[Aim of the task]: Which lines of the entries below run from the one holding "built on axum" to the one holding "use axum::Router;", inclusive? Set down exactly those lines and no others.

[Data for this exercise]:
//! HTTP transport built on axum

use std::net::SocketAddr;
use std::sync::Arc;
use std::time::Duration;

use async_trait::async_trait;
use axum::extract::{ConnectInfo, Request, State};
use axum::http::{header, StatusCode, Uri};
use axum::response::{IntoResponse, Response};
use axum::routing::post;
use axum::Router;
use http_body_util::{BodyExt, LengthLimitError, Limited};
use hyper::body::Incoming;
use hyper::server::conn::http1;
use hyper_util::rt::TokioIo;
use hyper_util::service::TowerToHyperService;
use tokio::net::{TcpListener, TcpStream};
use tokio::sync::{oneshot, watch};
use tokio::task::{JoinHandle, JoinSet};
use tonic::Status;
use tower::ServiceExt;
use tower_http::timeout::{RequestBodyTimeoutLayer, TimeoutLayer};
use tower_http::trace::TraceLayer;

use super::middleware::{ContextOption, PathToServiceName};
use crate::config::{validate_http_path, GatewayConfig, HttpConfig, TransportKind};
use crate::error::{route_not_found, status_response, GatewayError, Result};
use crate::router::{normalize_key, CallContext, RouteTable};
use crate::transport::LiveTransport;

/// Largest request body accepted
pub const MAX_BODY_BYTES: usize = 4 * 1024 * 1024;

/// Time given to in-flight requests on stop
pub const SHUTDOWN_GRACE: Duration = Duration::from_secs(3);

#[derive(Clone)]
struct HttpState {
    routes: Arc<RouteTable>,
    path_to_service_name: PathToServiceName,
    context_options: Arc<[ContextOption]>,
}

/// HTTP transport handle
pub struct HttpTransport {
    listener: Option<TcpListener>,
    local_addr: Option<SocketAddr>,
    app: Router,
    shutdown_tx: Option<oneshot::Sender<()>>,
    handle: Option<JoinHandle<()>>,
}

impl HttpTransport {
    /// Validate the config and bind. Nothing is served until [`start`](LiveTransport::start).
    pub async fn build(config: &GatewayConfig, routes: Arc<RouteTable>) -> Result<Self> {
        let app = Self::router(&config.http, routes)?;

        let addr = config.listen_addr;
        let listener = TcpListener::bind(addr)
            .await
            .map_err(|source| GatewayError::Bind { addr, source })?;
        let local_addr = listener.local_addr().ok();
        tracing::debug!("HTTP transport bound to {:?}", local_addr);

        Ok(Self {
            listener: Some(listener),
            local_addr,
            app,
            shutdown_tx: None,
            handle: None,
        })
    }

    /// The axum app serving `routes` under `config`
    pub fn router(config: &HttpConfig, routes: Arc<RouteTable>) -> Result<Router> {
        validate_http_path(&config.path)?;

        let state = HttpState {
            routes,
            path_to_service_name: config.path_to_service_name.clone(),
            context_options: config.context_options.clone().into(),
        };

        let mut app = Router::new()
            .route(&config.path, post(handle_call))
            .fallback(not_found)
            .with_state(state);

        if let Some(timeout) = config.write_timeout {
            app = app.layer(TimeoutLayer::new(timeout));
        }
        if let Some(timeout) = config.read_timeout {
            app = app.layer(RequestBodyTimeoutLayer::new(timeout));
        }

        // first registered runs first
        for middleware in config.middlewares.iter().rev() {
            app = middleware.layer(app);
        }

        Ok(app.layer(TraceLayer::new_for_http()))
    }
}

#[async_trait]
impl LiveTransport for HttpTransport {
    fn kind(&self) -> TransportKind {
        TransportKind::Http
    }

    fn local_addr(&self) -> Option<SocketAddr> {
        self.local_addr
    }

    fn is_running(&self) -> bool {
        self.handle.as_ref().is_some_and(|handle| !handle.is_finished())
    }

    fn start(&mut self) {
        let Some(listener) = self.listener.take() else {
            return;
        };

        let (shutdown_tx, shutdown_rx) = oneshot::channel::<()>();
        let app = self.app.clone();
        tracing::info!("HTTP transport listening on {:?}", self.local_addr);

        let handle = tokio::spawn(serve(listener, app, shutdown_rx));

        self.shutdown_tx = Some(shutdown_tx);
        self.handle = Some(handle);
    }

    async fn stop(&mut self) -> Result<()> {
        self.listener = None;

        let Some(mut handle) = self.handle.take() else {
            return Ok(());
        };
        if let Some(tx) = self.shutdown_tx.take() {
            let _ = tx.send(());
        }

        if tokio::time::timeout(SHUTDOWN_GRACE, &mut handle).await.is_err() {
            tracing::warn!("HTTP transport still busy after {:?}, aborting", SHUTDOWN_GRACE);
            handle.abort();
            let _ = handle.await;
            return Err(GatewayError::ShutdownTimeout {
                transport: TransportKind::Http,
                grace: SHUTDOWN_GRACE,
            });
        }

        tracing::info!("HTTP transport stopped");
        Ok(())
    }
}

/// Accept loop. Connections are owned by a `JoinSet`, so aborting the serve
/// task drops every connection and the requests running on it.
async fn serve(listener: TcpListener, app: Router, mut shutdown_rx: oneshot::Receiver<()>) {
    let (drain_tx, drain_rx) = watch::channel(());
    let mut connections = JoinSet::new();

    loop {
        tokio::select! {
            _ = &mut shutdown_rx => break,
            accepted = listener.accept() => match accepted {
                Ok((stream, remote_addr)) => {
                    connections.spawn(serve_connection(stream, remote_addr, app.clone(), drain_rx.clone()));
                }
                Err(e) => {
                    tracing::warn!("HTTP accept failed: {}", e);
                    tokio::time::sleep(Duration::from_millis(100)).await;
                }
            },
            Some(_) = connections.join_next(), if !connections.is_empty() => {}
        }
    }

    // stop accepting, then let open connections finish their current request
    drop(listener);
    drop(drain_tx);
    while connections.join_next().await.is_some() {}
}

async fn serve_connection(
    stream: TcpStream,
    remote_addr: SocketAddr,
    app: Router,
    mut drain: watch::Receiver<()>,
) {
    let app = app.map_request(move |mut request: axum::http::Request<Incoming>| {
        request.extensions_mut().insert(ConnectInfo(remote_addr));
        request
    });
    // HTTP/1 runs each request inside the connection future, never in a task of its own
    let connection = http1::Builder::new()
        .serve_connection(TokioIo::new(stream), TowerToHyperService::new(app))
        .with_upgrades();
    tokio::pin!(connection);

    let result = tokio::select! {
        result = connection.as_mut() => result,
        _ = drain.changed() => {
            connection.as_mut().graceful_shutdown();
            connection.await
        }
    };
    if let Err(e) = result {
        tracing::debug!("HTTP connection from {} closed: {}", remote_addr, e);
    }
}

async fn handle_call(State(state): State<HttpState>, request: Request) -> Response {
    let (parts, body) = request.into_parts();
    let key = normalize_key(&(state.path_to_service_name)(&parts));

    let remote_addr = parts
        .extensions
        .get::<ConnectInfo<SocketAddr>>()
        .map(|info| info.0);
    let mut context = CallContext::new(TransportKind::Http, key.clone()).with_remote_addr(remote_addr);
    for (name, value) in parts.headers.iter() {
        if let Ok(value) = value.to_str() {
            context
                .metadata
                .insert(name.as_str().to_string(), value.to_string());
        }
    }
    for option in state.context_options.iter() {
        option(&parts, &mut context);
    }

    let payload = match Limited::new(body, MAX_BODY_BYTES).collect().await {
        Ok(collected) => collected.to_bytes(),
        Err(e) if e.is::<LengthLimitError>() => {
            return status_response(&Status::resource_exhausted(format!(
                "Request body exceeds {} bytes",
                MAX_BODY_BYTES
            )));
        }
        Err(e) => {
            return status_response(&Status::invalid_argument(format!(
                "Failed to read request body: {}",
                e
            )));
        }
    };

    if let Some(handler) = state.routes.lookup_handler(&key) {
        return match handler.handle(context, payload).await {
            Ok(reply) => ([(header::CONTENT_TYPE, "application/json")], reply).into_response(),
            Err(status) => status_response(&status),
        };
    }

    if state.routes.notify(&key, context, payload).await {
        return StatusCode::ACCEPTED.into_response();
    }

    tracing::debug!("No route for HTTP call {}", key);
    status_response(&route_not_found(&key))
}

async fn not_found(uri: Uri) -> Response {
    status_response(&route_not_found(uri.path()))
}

==

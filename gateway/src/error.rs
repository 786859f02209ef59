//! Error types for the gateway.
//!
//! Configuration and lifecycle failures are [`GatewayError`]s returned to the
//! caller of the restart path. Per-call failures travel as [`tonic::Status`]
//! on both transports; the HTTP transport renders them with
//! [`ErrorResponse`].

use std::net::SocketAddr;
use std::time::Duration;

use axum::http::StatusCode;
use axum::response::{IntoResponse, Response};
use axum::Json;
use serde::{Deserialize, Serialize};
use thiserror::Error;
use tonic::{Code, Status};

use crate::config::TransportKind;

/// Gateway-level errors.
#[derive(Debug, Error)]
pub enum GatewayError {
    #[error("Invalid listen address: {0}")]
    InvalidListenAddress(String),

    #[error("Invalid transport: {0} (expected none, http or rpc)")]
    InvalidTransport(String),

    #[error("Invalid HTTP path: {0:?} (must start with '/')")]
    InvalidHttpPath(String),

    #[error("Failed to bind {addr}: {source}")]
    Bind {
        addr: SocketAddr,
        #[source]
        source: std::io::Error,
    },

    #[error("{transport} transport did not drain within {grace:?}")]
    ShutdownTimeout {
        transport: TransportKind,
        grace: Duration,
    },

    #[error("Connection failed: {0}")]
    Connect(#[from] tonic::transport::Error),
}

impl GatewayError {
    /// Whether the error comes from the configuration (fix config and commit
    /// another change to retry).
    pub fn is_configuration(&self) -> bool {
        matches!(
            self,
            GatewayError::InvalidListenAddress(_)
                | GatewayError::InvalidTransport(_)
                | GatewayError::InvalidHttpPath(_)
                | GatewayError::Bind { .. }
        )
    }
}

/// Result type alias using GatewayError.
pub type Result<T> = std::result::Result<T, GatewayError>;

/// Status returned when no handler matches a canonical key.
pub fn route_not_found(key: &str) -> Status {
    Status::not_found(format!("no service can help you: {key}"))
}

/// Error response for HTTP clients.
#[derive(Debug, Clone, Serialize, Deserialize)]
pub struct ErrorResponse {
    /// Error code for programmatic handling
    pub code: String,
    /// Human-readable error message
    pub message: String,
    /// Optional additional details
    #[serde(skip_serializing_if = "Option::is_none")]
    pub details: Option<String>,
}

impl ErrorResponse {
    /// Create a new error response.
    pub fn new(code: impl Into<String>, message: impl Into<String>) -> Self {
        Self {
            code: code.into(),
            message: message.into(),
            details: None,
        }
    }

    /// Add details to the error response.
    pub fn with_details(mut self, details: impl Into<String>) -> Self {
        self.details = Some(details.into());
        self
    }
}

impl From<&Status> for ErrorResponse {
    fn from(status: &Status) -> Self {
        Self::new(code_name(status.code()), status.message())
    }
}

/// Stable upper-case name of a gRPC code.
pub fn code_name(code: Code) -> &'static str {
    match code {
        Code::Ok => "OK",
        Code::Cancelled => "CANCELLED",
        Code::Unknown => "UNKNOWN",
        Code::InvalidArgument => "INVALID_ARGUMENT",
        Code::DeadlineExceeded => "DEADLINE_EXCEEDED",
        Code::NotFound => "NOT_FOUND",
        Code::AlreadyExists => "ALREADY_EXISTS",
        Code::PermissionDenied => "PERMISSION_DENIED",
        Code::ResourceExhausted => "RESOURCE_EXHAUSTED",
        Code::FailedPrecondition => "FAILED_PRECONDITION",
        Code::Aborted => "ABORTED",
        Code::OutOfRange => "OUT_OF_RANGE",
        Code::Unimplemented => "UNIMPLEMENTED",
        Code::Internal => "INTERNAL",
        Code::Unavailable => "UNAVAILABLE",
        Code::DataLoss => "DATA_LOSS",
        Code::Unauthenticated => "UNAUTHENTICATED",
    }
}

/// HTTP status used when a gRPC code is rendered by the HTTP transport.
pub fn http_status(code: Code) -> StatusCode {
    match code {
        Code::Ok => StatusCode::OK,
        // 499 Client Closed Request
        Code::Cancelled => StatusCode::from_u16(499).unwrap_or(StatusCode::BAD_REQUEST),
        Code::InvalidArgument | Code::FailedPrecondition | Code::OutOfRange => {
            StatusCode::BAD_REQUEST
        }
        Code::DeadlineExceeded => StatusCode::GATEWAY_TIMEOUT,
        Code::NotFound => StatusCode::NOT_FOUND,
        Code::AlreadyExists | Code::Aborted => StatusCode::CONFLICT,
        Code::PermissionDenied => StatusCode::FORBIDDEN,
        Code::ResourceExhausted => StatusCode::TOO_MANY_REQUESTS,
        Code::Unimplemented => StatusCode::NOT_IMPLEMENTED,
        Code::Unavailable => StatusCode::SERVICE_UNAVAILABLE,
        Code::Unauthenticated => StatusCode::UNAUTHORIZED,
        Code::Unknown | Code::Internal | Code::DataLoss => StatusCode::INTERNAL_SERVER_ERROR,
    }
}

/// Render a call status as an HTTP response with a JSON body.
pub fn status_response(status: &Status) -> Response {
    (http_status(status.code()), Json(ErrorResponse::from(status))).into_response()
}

[Task solution]:
//! HTTP transport built on axum

use std::net::SocketAddr;
use std::sync::Arc;
use std::time::Duration;

use async_trait::async_trait;
use axum::extract::{ConnectInfo, Request, State};
use axum::http::{header, StatusCode, Uri};
use axum::response::{IntoResponse, Response};
use axum::routing::post;
use axum::Router;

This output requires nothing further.